* WHAT THE TASK REQUIRES: Filter by the string "label": return the lines of the material that contain it.

* DATASET ENTRIES:
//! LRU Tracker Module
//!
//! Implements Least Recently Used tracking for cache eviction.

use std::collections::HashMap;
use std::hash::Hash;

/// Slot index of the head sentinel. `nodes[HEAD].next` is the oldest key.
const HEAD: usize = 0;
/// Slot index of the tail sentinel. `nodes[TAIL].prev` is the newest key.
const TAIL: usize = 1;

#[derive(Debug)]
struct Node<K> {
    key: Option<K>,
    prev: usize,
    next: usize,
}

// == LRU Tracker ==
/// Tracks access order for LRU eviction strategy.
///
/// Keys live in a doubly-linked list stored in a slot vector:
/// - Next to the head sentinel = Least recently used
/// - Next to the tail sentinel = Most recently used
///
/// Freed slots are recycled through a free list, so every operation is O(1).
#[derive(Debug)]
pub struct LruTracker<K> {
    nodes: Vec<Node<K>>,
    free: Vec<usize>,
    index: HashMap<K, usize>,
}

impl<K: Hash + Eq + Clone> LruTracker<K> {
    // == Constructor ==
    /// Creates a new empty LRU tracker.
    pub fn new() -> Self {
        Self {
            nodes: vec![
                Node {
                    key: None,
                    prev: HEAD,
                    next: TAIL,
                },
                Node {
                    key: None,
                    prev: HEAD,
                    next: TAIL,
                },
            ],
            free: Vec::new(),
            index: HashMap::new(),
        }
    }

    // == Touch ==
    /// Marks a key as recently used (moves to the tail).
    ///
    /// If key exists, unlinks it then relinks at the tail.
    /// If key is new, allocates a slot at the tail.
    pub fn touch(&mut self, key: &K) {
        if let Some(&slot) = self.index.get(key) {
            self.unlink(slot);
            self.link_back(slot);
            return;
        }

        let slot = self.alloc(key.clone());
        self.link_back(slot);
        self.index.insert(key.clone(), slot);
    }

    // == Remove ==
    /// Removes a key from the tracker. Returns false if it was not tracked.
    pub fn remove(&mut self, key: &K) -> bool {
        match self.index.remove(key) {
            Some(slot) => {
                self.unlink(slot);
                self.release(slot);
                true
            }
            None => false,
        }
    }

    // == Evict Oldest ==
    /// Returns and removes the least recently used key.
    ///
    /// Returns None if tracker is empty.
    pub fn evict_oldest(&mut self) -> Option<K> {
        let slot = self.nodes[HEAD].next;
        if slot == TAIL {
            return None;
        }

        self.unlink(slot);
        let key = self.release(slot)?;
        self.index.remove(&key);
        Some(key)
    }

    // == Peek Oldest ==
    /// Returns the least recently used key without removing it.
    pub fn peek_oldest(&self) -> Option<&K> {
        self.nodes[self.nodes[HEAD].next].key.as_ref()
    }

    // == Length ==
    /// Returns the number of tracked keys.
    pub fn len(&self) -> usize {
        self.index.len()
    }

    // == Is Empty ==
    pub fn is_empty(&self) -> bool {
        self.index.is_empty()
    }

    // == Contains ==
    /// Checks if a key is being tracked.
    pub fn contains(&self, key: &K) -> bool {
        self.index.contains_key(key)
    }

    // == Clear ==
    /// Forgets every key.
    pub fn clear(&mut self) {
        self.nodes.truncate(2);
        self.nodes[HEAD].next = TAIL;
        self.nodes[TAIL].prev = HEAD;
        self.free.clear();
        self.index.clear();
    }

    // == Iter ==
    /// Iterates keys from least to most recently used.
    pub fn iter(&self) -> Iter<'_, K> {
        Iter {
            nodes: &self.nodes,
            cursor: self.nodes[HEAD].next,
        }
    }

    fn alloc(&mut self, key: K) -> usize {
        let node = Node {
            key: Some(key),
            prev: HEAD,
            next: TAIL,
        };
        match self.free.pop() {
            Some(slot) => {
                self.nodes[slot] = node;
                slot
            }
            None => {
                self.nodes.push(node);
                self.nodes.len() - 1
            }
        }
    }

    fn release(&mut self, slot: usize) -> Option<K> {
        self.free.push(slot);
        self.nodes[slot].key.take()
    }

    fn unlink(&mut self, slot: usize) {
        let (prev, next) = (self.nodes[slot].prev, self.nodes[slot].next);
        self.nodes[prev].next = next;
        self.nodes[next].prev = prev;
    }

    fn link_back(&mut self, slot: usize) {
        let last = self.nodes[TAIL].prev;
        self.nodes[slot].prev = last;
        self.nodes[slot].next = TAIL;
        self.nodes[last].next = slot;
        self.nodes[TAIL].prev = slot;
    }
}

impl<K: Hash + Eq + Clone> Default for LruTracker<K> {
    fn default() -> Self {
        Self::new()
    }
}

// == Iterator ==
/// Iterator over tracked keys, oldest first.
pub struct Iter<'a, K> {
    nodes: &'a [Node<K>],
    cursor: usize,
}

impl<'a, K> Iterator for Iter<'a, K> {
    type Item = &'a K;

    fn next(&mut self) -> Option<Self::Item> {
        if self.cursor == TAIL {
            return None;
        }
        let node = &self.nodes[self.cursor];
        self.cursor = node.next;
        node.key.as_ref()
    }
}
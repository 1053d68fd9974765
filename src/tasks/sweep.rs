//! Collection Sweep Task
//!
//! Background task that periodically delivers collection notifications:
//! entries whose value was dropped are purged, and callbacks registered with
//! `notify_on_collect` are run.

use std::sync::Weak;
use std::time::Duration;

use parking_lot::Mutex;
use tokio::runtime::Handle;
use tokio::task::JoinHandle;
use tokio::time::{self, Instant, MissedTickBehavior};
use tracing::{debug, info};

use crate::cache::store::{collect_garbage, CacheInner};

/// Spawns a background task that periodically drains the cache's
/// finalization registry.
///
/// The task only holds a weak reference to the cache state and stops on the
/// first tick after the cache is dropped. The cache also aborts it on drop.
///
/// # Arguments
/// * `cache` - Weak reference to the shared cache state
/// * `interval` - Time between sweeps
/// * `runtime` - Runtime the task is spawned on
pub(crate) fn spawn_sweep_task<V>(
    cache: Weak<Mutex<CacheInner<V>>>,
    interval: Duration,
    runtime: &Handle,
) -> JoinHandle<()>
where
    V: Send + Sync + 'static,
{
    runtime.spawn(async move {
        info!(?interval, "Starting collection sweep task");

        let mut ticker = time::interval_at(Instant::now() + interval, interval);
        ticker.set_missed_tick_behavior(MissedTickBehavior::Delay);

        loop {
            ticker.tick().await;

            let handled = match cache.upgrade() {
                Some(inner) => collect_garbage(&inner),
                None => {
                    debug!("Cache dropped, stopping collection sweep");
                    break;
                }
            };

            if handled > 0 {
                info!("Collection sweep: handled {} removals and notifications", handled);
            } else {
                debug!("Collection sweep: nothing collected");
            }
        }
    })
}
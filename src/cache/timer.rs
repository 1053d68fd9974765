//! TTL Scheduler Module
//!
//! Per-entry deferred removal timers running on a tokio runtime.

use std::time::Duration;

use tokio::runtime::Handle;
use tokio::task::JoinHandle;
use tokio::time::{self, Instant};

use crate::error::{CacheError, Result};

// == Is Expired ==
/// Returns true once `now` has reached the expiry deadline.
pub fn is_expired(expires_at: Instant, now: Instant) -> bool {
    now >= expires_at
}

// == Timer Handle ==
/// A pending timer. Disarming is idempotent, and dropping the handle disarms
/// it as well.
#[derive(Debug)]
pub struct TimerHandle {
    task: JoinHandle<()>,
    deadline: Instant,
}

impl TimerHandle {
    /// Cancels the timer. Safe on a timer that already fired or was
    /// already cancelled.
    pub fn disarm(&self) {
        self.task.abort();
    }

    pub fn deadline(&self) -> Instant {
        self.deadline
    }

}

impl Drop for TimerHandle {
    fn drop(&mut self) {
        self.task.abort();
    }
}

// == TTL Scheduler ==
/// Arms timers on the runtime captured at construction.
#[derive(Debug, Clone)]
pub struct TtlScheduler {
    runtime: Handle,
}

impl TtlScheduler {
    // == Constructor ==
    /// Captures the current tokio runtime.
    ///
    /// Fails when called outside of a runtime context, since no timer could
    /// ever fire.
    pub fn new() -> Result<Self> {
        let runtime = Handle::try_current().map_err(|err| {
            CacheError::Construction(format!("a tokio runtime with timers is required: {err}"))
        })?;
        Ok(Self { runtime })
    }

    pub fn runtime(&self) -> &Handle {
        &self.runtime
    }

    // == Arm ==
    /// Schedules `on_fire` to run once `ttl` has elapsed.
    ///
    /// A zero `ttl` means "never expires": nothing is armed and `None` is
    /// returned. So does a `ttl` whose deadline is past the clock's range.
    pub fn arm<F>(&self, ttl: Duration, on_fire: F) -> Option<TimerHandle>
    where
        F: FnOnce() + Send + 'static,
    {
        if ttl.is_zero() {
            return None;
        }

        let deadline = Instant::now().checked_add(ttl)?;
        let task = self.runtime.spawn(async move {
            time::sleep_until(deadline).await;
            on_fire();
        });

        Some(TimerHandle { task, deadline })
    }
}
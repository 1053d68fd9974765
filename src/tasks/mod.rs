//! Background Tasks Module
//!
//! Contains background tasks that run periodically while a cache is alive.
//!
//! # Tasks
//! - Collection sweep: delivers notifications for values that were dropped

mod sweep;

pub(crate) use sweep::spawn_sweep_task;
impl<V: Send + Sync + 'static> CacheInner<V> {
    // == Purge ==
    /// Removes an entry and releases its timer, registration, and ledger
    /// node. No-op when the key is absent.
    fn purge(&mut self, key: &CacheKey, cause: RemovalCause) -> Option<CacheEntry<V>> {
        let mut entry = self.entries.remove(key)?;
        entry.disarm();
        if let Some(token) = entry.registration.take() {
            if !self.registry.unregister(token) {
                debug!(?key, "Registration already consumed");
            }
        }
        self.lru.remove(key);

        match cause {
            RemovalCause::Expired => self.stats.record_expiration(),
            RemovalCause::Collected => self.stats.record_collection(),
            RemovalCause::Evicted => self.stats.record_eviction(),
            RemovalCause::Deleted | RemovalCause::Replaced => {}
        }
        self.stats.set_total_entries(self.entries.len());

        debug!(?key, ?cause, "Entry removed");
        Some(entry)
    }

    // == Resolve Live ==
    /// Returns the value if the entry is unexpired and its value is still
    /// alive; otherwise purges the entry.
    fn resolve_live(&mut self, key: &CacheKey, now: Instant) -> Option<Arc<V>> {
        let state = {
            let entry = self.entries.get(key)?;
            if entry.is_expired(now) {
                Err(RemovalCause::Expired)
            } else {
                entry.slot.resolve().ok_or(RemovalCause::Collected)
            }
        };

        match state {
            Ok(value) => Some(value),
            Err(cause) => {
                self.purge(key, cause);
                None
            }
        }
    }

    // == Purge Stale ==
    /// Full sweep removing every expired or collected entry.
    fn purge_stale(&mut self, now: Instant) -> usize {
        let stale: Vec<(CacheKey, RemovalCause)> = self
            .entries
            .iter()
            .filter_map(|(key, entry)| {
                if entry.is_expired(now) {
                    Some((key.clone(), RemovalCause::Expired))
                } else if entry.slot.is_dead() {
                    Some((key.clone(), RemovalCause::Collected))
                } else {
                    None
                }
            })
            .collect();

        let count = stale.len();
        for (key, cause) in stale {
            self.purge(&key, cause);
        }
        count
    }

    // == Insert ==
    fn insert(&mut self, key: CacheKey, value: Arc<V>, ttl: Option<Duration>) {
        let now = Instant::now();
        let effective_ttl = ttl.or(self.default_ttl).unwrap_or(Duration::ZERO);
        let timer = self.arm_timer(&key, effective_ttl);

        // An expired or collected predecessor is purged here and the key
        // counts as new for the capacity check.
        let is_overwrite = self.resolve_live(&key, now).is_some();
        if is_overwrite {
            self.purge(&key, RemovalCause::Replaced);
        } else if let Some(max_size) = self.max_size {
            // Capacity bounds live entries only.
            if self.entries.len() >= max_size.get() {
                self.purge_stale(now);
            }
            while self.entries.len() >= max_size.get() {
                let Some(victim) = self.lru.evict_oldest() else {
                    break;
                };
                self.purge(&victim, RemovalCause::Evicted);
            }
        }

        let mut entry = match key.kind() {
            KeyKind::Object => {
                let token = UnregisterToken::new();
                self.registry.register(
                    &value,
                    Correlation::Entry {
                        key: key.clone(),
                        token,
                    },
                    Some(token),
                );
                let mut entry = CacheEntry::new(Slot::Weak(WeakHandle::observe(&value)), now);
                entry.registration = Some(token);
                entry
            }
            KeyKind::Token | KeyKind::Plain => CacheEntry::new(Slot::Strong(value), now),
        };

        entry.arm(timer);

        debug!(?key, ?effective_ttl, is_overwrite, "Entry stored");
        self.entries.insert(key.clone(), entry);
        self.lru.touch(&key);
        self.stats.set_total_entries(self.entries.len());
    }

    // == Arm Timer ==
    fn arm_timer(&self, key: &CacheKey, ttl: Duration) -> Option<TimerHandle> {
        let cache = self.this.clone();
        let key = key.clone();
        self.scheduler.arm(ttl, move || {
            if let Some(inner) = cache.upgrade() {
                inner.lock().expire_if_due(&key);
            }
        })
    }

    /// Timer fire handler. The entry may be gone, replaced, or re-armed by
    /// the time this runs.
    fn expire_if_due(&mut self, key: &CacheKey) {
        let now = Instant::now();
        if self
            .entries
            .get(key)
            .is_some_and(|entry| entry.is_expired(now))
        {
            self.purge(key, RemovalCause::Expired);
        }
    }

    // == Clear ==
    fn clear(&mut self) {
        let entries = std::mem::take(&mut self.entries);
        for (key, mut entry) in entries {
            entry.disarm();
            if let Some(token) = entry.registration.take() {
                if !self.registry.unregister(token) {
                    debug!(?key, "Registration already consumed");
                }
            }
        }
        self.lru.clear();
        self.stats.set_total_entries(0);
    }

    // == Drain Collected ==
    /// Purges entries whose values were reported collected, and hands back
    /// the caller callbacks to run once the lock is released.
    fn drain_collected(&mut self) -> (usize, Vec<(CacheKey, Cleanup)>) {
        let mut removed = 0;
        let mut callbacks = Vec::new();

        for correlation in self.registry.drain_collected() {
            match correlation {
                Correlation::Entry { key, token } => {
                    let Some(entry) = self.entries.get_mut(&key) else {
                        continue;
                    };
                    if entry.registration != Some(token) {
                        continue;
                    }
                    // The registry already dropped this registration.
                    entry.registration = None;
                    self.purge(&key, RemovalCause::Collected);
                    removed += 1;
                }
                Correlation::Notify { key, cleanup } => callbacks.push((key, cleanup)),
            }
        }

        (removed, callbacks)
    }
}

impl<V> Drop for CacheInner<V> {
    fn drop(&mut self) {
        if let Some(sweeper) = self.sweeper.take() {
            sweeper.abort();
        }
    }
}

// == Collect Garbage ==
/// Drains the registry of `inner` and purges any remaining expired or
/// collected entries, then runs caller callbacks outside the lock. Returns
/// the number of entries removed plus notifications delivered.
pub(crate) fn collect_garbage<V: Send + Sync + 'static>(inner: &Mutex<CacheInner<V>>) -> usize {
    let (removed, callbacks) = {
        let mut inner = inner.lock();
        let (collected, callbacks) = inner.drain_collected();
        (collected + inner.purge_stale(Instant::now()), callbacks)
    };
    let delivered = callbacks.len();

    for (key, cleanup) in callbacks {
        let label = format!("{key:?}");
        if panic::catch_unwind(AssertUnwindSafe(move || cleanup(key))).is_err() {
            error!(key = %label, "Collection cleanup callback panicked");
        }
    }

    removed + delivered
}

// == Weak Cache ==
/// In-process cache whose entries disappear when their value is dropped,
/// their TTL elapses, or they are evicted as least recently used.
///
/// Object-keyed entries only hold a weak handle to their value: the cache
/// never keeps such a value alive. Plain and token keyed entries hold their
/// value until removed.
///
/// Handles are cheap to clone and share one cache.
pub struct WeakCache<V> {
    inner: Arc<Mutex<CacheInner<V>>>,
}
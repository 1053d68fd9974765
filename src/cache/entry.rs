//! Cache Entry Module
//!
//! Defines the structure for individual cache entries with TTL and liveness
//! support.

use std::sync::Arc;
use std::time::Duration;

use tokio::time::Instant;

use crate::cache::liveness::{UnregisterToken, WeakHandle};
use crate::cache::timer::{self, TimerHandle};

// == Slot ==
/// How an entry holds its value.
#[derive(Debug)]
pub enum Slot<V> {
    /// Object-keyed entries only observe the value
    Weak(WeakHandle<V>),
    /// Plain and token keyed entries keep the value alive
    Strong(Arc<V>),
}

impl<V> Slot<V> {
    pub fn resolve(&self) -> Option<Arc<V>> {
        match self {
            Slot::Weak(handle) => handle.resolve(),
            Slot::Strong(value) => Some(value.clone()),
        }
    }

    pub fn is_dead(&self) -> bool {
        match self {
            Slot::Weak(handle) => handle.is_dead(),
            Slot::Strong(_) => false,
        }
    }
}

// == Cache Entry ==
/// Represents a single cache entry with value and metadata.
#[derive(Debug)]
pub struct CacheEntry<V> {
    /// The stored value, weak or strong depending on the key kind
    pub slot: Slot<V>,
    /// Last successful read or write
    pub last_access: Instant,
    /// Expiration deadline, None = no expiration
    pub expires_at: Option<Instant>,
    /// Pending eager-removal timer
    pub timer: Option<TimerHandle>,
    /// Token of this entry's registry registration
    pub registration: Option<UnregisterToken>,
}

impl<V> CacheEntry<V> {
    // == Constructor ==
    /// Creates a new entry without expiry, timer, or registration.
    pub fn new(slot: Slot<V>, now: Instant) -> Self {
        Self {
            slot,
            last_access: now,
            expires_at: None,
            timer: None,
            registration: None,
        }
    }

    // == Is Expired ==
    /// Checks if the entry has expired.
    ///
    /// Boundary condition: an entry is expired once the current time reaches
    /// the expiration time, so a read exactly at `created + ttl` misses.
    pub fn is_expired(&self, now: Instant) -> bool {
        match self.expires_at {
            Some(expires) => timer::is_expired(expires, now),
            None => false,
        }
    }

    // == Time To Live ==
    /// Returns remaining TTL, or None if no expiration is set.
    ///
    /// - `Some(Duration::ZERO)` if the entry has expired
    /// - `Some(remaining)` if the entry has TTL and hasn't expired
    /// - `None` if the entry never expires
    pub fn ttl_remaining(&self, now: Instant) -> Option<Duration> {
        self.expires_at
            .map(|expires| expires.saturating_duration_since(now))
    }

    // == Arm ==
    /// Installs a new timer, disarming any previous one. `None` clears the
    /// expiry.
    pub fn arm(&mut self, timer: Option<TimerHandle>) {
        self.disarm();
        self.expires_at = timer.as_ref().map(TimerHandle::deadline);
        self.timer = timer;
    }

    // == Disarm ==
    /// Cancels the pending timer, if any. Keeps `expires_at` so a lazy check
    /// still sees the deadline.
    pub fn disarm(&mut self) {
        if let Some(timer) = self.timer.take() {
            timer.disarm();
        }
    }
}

* WORKED SOLUTION:
        let label = format!("{key:?}");
            error!(key = %label, "Collection cleanup callback panicked");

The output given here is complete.